Friday, October 11, 2013

Tungsten Replicator Filters: A trove of golden secrets unveiled

UPDATE: This post is obsolete, for most of the URLs referenced here have been removed by the contents owner.


Since I joined the company in late 2010, I have known that one of the strong points of Tungsten Replicator is its ability of setting filters. The amazing capabilities offered by Tungsten filters cannot be fully grasped unless we explain how stage replication works.

There are several default stages in the replication stream. Every stage has an extraction task and an apply task. The extraction task will get data from the previous step repository and the apply task will save the data to the next repository, which can be either a temporary storage (memory queue, THL file) or the final destination (slave database server). Consider that the architecture allows developers to add stages, and you will appreciate its full power. For every stage, we can insert one or more filter between the two tasks. This architecture gives us ample freedom to design our pipelines.


Tungsten Replication stages

What’s more interesting, filters in Tungsten can be of two types:

  • built-in filters, written in Java, which require users to compile and build the software before the filter is available;
  • Javascript filters, which can do almost everything the built-in scripts can do, but don’t require recompiling. All you need is deploy the filter in the appropriate folder, and run a tpm command to install or update the replicator.
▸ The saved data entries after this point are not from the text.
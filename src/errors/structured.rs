use std::fmt::Display;

use serde::Serialize;

use super::{ApiError, ReportedError, TransportError, ValidationError};
use crate::link::LinkError;
use crate::logging::get_log_file_path;
use crate::user_config::UserConfigError;
use crate::utils::format_display_path;

/// Maps a domain error to a stable code and an optional hint for the user.
pub trait ToStructuredError {
    fn error_code_and_tip(&self) -> (&str, Option<&str>);
}

#[derive(Serialize)]
pub struct ErrorMessage {
    pub message: String,
    #[serde(skip_serializing_if = "Option::is_none")]
    pub tip: Option<String>,
    pub code: String,
}

#[derive(Serialize)]
pub struct StructuredError {
    pub operation: String,
    pub logs: String,
    pub messages: Vec<ErrorMessage>,
}

impl StructuredError {
    #[must_use]
    pub fn new(operation: &str, code: &str, message: String) -> Self {
        Self {
            operation: operation.to_string(),
            logs: format_display_path(get_log_file_path()),
            messages: vec![ErrorMessage {
                message,
                tip: None,
                code: code.to_string(),
            }],
        }
    }

    #[must_use]
    pub fn with_tip(mut self, tip: &str) -> Self {
        if let Some(msg) = self.messages.first_mut() {
            msg.tip = Some(tip.to_string());
        }
        self
    }

    #[must_use]
    pub fn to_json(&self) -> String {
        serde_json::to_string(self).unwrap_or_else(|_| {
            r#"{"operation":"","logs":"","messages":[{"message":"serialization error","code":"INTERNAL_ERROR"}]}"#.to_string()
        })
    }
}

/// Converts a domain error into a structured JSON error string.
pub fn to_error_json<E: ToStructuredError + Display>(operation: &str, err: &E) -> String {
    let (code, tip) = err.error_code_and_tip();
    let mut se = StructuredError::new(operation, code, err.to_string());
    if let Some(tip) = tip {
        se = se.with_tip(tip);
    }
    se.to_json()
}

const TIP_MANAGE_LINKS: &str = "Run 'doclink links list' to review the linked documents";
const TIP_SUPPORT: &str = "If the problem persists, contact support and include the log file";

impl ToStructuredError for ValidationError {
    fn error_code_and_tip(&self) -> (&str, Option<&str>) {
        match self {
            Self::EmptyUrl | Self::UnparseableUrl => (
                "INVALID_URL",
                Some("Copy the link from the browser address bar of the document"),
            ),
            Self::SelfLink => ("SELF_LINK", None),
            Self::NotWorkspace => (
                "NOT_WORKSPACE",
                Some("Open the main workspace of the document and copy its link"),
            ),
            Self::InvalidVersionName { .. } => ("INVALID_VERSION_NAME", None),
            Self::DescriptionTooLong { .. } => ("DESCRIPTION_TOO_LONG", None),
            Self::NoPushTargets => ("NO_PUSH_TARGETS", Some(TIP_MANAGE_LINKS)),
            Self::EmptyName => ("EMPTY_NAME", None),
            Self::MissingElement => ("MISSING_ELEMENT", Some("Pass --element-id or a tab URL")),
        }
    }
}

impl ToStructuredError for ReportedError {
    fn error_code_and_tip(&self) -> (&str, Option<&str>) {
        match self {
            Self::MissingPermission { .. } => (
                "MISSING_PERMISSION",
                Some("Ask the document owner to share it with the needed permission"),
            ),
            Self::LinkedCycle => ("LINKED_CYCLE", Some(TIP_MANAGE_LINKS)),
            Self::Generic { .. } => ("REJECTED", None),
        }
    }
}

impl ToStructuredError for TransportError {
    fn error_code_and_tip(&self) -> (&str, Option<&str>) {
        ("TRANSPORT_ERROR", Some("Check that the backend is reachable (--api-url)"))
    }
}

impl ToStructuredError for ApiError {
    fn error_code_and_tip(&self) -> (&str, Option<&str>) {
        match self {
            Self::Validation(e) => e.error_code_and_tip(),
            Self::Reported(e) => e.error_code_and_tip(),
            Self::Transport(e) => e.error_code_and_tip(),
            Self::Status { .. } => ("REQUEST_FAILED", Some(TIP_SUPPORT)),
            Self::Decode(_) => ("DECODE_ERROR", Some(TIP_SUPPORT)),
            Self::Cancelled => ("CANCELLED", None),
        }
    }
}

impl ToStructuredError for LinkError {
    fn error_code_and_tip(&self) -> (&str, Option<&str>) {
        match self {
            Self::Validation(e) => e.error_code_and_tip(),
            Self::Cycle => ("LINKED_CYCLE", Some(TIP_MANAGE_LINKS)),
            Self::Api(e) => e.error_code_and_tip(),
        }
    }
}

impl ToStructuredError for UserConfigError {
    fn error_code_and_tip(&self) -> (&str, Option<&str>) {
        match self {
            Self::Io(_) => ("CONFIG_IO_ERROR", None),
            Self::Toml(_) => ("CONFIG_PARSE_ERROR", Some("Fix or remove ~/.doclink/config.toml")),
        }
    }
}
The Tungsten team has developed a large number of filters, either to achieve general purpose pipeline control (such as renaming objects, excluding or including schemas and tables from replication) or filters providing very specific tasks that were needed to meet customer requirements or to help implementing heterogeneous pipelines (such as converting ENUM and SET columns to strings, dropping UPDATE and DELETE events, normalize DDL, etc). There are 23 built-in and 18 Javascript filters available. They were largely undocumented, or sparsely documented in the code. Now, thanks to my colleague MC Brown, Continuent director of documentation, the treasure is there for the taking.

Tungsten filters are a beautiful feature to explore, but also a powerful tool for users with special needs who want to create their own customized pipeline. A word of warning, though. Filters are powerful and sometimes fun to implement and use, but they don’t come free. There are two main things to keep in mind:

  • Using more than one filter for the same stage may result in performance loss. The amount of performance loss depends on the stage and on your systems resources. For example if your replication weakest point is data transfer across the network, adding two or three filters to this stage (remote-to-thl) will make things worse. If you can apply the filter to the previous or next stages, you may achieve your purpose without many side effects. As always, the advice is: “test, benchmark, repeat.”
  • Filters that alter data (such as exclude schemas or table, drop events) will make the slave unsuitable for promotion. You should always ask yourself if the filter may make the slave a lousy master, and if it does, make sure you have at least another slave that is replicating without filters.

As a final parting thought, be aware that yours truly and the above-mentioned MC Brown will be speaking at Percona Live London 2013, with a full, take-no-prisoners, 6 hours long complete Tungsten Replicator tutorial, where we will cover filters and give some explosive and sensational examples.

2 comments:

Unknown said...

Data Charmer,

I have clicked on all of the provided links which redirects me to error 404.

Thank you.
Sai

Giuseppe Maxia said...

Unfortunately, the URLs used in this article were removed by the contents owner. Sorry for the inconvenience.